* _What you have to do_
All lines in the data that hold the word "crate" need copying.

* _Data_

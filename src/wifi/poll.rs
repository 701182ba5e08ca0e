//! Polling Wi-Fi adapter
//!
//! Derives identity-change events by periodically asking the OS
//! network tool for the current SSID and diffing against the last
//! observation. A native event-driven adapter can replace this behind
//! the same `WifiBackend` capability.

use super::{WifiBackend, WifiEvent};
use crate::command::netsetup::{parse_ssid_output, NetworkTool};
use crate::command::CommandRunner;
use anyhow::{bail, Result};
use async_trait::async_trait;
use std::sync::Arc;
use std::time::Duration;
use tokio::sync::mpsc;
use tracing::debug;

const DEFAULT_POLL_INTERVAL: Duration = Duration::from_secs(2);

pub struct PollingWifiBackend {
    runner: Arc<dyn CommandRunner>,
    tool: NetworkTool,
    interval: Duration,
}

impl PollingWifiBackend {
    pub fn new(runner: Arc<dyn CommandRunner>, tool: NetworkTool) -> Self {
        Self {
            runner,
            tool,
            interval: DEFAULT_POLL_INTERVAL,
        }
    }

    pub fn with_interval(mut self, interval: Duration) -> Self {
        self.interval = interval;
        self
    }

    async fn query_ssid(
        runner: &Arc<dyn CommandRunner>,
        tool: &NetworkTool,
    ) -> Result<Option<String>> {
        let (program, args) = tool.ssid_invocation();
        let output = runner.run(&program, &args).await?;
        if !output.success() {
            bail!(
                "SSID query exited with status {}: {}",
                output.status,
                output.stderr.trim()
            );
        }
        Ok(parse_ssid_output(&output.stdout))
    }
}

#[async_trait]
impl WifiBackend for PollingWifiBackend {
    async fn current_ssid(&self) -> Result<Option<String>> {
        Self::query_ssid(&self.runner, &self.tool).await
    }

    async fn events(&self) -> Result<mpsc::Receiver<WifiEvent>> {
        let (tx, rx) = mpsc::channel(16);
        let runner = self.runner.clone();
        let tool = self.tool.clone();
        let interval = self.interval;

        // Seed with the current association so subscribing does not
        // fire a spurious change event.
        let mut last = Self::query_ssid(&runner, &tool).await.unwrap_or(None);

        tokio::spawn(async move {
            let mut ticker = tokio::time::interval(interval);
            ticker.set_missed_tick_behavior(tokio::time::MissedTickBehavior::Delay);

            loop {
                ticker.tick().await;

                // A failed query keeps the previous observation; it
                // does not count as a disassociation.
                let current = match Self::query_ssid(&runner, &tool).await {
                    Ok(current) => current,
                    Err(e) => {
                        debug!("SSID poll failed: {}", e);
                        continue;
                    }
                };

                if current != last {
                    debug!("SSID changed: {:?} -> {:?}", last, current);
                    last = current;
                    if tx.send(WifiEvent::IdentityChanged).await.is_err() {
                        break;
                    }
                }
            }
        });

        Ok(rx)
    }
}

#[cfg(test)]
mod tests {
    use super::*;
    use crate::command::CommandOutput;
    use std::collections::VecDeque;
    use std::sync::Mutex;

    /// Returns scripted SSID-query outputs in order, repeating the last
    /// one once the script runs out.
    struct SsidScript {
        outputs: Mutex<VecDeque<String>>,
        last: Mutex<String>,
    }

    impl SsidScript {
        fn new(outputs: &[&str]) -> Self {
            Self {
                outputs: Mutex::new(outputs.iter().map(|s| s.to_string()).collect()),
                last: Mutex::new(String::new()),
            }
        }
    }

    #[async_trait]
    impl CommandRunner for SsidScript {
        async fn run(&self, _program: &str, _args: &[String]) -> Result<CommandOutput> {
            let stdout = match self.outputs.lock().unwrap().pop_front() {
                Some(out) => {
                    *self.last.lock().unwrap() = out.clone();
                    out
                }
                None => self.last.lock().unwrap().clone(),
            };
            Ok(CommandOutput {
                status: 0,
                stdout,
                stderr: String::new(),
            })
        }
    }

    #[tokio::test(start_paused = true)]
    async fn test_emits_event_on_ssid_change() {
        let runner = Arc::new(SsidScript::new(&[
            "Current Wi-Fi Network: hongzhi\n", // seed query
            "Current Wi-Fi Network: hongzhi\n", // first poll, no change
            "Current Wi-Fi Network: TP-LINK_5G_m\n",
        ]));
        let backend = PollingWifiBackend::new(runner, NetworkTool::default())
            .with_interval(Duration::from_millis(10));

        let mut events = backend.events().await.unwrap();
        assert_eq!(events.recv().await, Some(WifiEvent::IdentityChanged));
    }

    #[tokio::test(start_paused = true)]
    async fn test_disassociation_is_a_change() {
        let runner = Arc::new(SsidScript::new(&[
            "Current Wi-Fi Network: hongzhi\n",
            "You are not associated with an AirPort network.\n",
        ]));
        let backend = PollingWifiBackend::new(runner.clone(), NetworkTool::default())
            .with_interval(Duration::from_millis(10));

        let mut events = backend.events().await.unwrap();
        assert_eq!(events.recv().await, Some(WifiEvent::IdentityChanged));
        assert_eq!(backend.current_ssid().await.unwrap(), None);
    }
}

* _Answer box_
use crate::command::netsetup::{parse_ssid_output, NetworkTool};
use crate::command::CommandRunner;
    use crate::command::CommandOutput;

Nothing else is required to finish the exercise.